### STUDY MATERIAL:
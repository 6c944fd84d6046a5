// Smoke tests: HA scenarios against a provisioned manager cluster.
//
// The cluster is described by the YAML file at CLOUDIFY_TEST_CONFIG_PATH
// (plus HANDLER_CONFIGURATION and VIGIL_* overrides). Without it every
// scenario prints a notice and passes, so `cargo test --workspace` stays
// green on a laptop.
// Unwrap/panic are appropriate in test harness code.
#![allow(clippy::unwrap_used, clippy::expect_used, clippy::panic)]

pub use vigil_config::Settings;
pub use vigil_harness::{Environment, PollOptions};

use std::path::PathBuf;

use vigil_config::CONFIG_PATH_ENV;

// ---------------------------------------------------------------------------
// Harness gate
// ---------------------------------------------------------------------------

/// Returns early from the test unless a cluster is configured.
#[macro_export]
macro_rules! require_harness {
    () => {
        if !$crate::is_configured() {
            eprintln!(
                "skipping {}: set CLOUDIFY_TEST_CONFIG_PATH to run smoke scenarios",
                module_path!()
            );
            return;
        }
    };
}

pub fn is_configured() -> bool {
    std::env::var_os(CONFIG_PATH_ENV).is_some()
}

// ---------------------------------------------------------------------------
// Environment
// ---------------------------------------------------------------------------

/// Resolved settings plus connected handles for the configured cluster.
///
/// Also installs a log subscriber (`VIGIL_LOG`, default `info`) so poll
/// progress shows up with `--nocapture`.
pub fn environment() -> Environment {
    let filter = tracing_subscriber::EnvFilter::try_from_env("VIGIL_LOG")
        .unwrap_or_else(|_| tracing_subscriber::EnvFilter::new("info"));
    let _ = tracing_subscriber::fmt().with_env_filter(filter).with_test_writer().try_init();

    let settings = Settings::load().expect("load harness settings");
    assert!(!settings.managers.is_empty(), "no managers configured");
    Environment::new(settings)
}

/// Skip the current scenario when the cluster has fewer than `n` managers.
pub fn has_managers(env: &Environment, n: usize) -> bool {
    if env.managers().len() < n {
        eprintln!("skipping: scenario needs {n} managers, {} configured", env.managers().len());
        return false;
    }
    true
}

// ---------------------------------------------------------------------------
// Binary location
// ---------------------------------------------------------------------------

/// Locate the `vigil` binary in the workspace target directory.
pub fn vigil_bin() -> PathBuf {
    let target_dir = std::env::var("CARGO_TARGET_DIR").map(PathBuf::from).unwrap_or_else(|_| {
        let manifest = PathBuf::from(env!("CARGO_MANIFEST_DIR"));
        manifest.parent().unwrap().parent().unwrap().join("target")
    });
    for profile in ["debug", "release"] {
        let bin = target_dir.join(profile).join("vigil");
        if bin.exists() {
            return bin;
        }
    }
    panic!("vigil binary not found in {target_dir:?}. Run `cargo build -p vigil` first.");
}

### WHAT IS BEING ASKED:
Set every line of the data down again, word for word.

### COMPLETED EXERCISE:
repository 6c944fd84d6046a5
// Smoke tests: HA scenarios against a provisioned manager cluster.
//
// The cluster is described by the YAML file at CLOUDIFY_TEST_CONFIG_PATH
// (plus HANDLER_CONFIGURATION and VIGIL_* overrides). Without it every
// scenario prints a notice and passes, so `cargo test --workspace` stays
// green on a laptop.
// Unwrap/panic are appropriate in test harness code.
#![allow(clippy::unwrap_used, clippy::expect_used, clippy::panic)]

pub use vigil_config::Settings;
pub use vigil_harness::{Environment, PollOptions};

use std::path::PathBuf;

use vigil_config::CONFIG_PATH_ENV;

// ---------------------------------------------------------------------------
// Harness gate
// ---------------------------------------------------------------------------

/// Returns early from the test unless a cluster is configured.
#[macro_export]
macro_rules! require_harness {
    () => {
        if !$crate::is_configured() {
            eprintln!(
                "skipping {}: set CLOUDIFY_TEST_CONFIG_PATH to run smoke scenarios",
                module_path!()
            );
            return;
        }
    };
}

pub fn is_configured() -> bool {
    std::env::var_os(CONFIG_PATH_ENV).is_some()
}

// ---------------------------------------------------------------------------
// Environment
// ---------------------------------------------------------------------------

/// Resolved settings plus connected handles for the configured cluster.
///
/// Also installs a log subscriber (`VIGIL_LOG`, default `info`) so poll
/// progress shows up with `--nocapture`.
pub fn environment() -> Environment {
    let filter = tracing_subscriber::EnvFilter::try_from_env("VIGIL_LOG")
        .unwrap_or_else(|_| tracing_subscriber::EnvFilter::new("info"));
    let _ = tracing_subscriber::fmt().with_env_filter(filter).with_test_writer().try_init();

    let settings = Settings::load().expect("load harness settings");
    assert!(!settings.managers.is_empty(), "no managers configured");
    Environment::new(settings)
}

/// Skip the current scenario when the cluster has fewer than `n` managers.
pub fn has_managers(env: &Environment, n: usize) -> bool {
    if env.managers().len() < n {
        eprintln!("skipping: scenario needs {n} managers, {} configured", env.managers().len());
        return false;
    }
    true
}

// ---------------------------------------------------------------------------
// Binary location
// ---------------------------------------------------------------------------

/// Locate the `vigil` binary in the workspace target directory.
pub fn vigil_bin() -> PathBuf {
    let target_dir = std::env::var("CARGO_TARGET_DIR").map(PathBuf::from).unwrap_or_else(|_| {
        let manifest = PathBuf::from(env!("CARGO_MANIFEST_DIR"));
        manifest.parent().unwrap().parent().unwrap().join("target")
    });
    for profile in ["debug", "release"] {
        let bin = target_dir.join(profile).join("vigil");
        if bin.exists() {
            return bin;
        }
    }
    panic!("vigil binary not found in {target_dir:?}. Run `cargo build -p vigil` first.");
}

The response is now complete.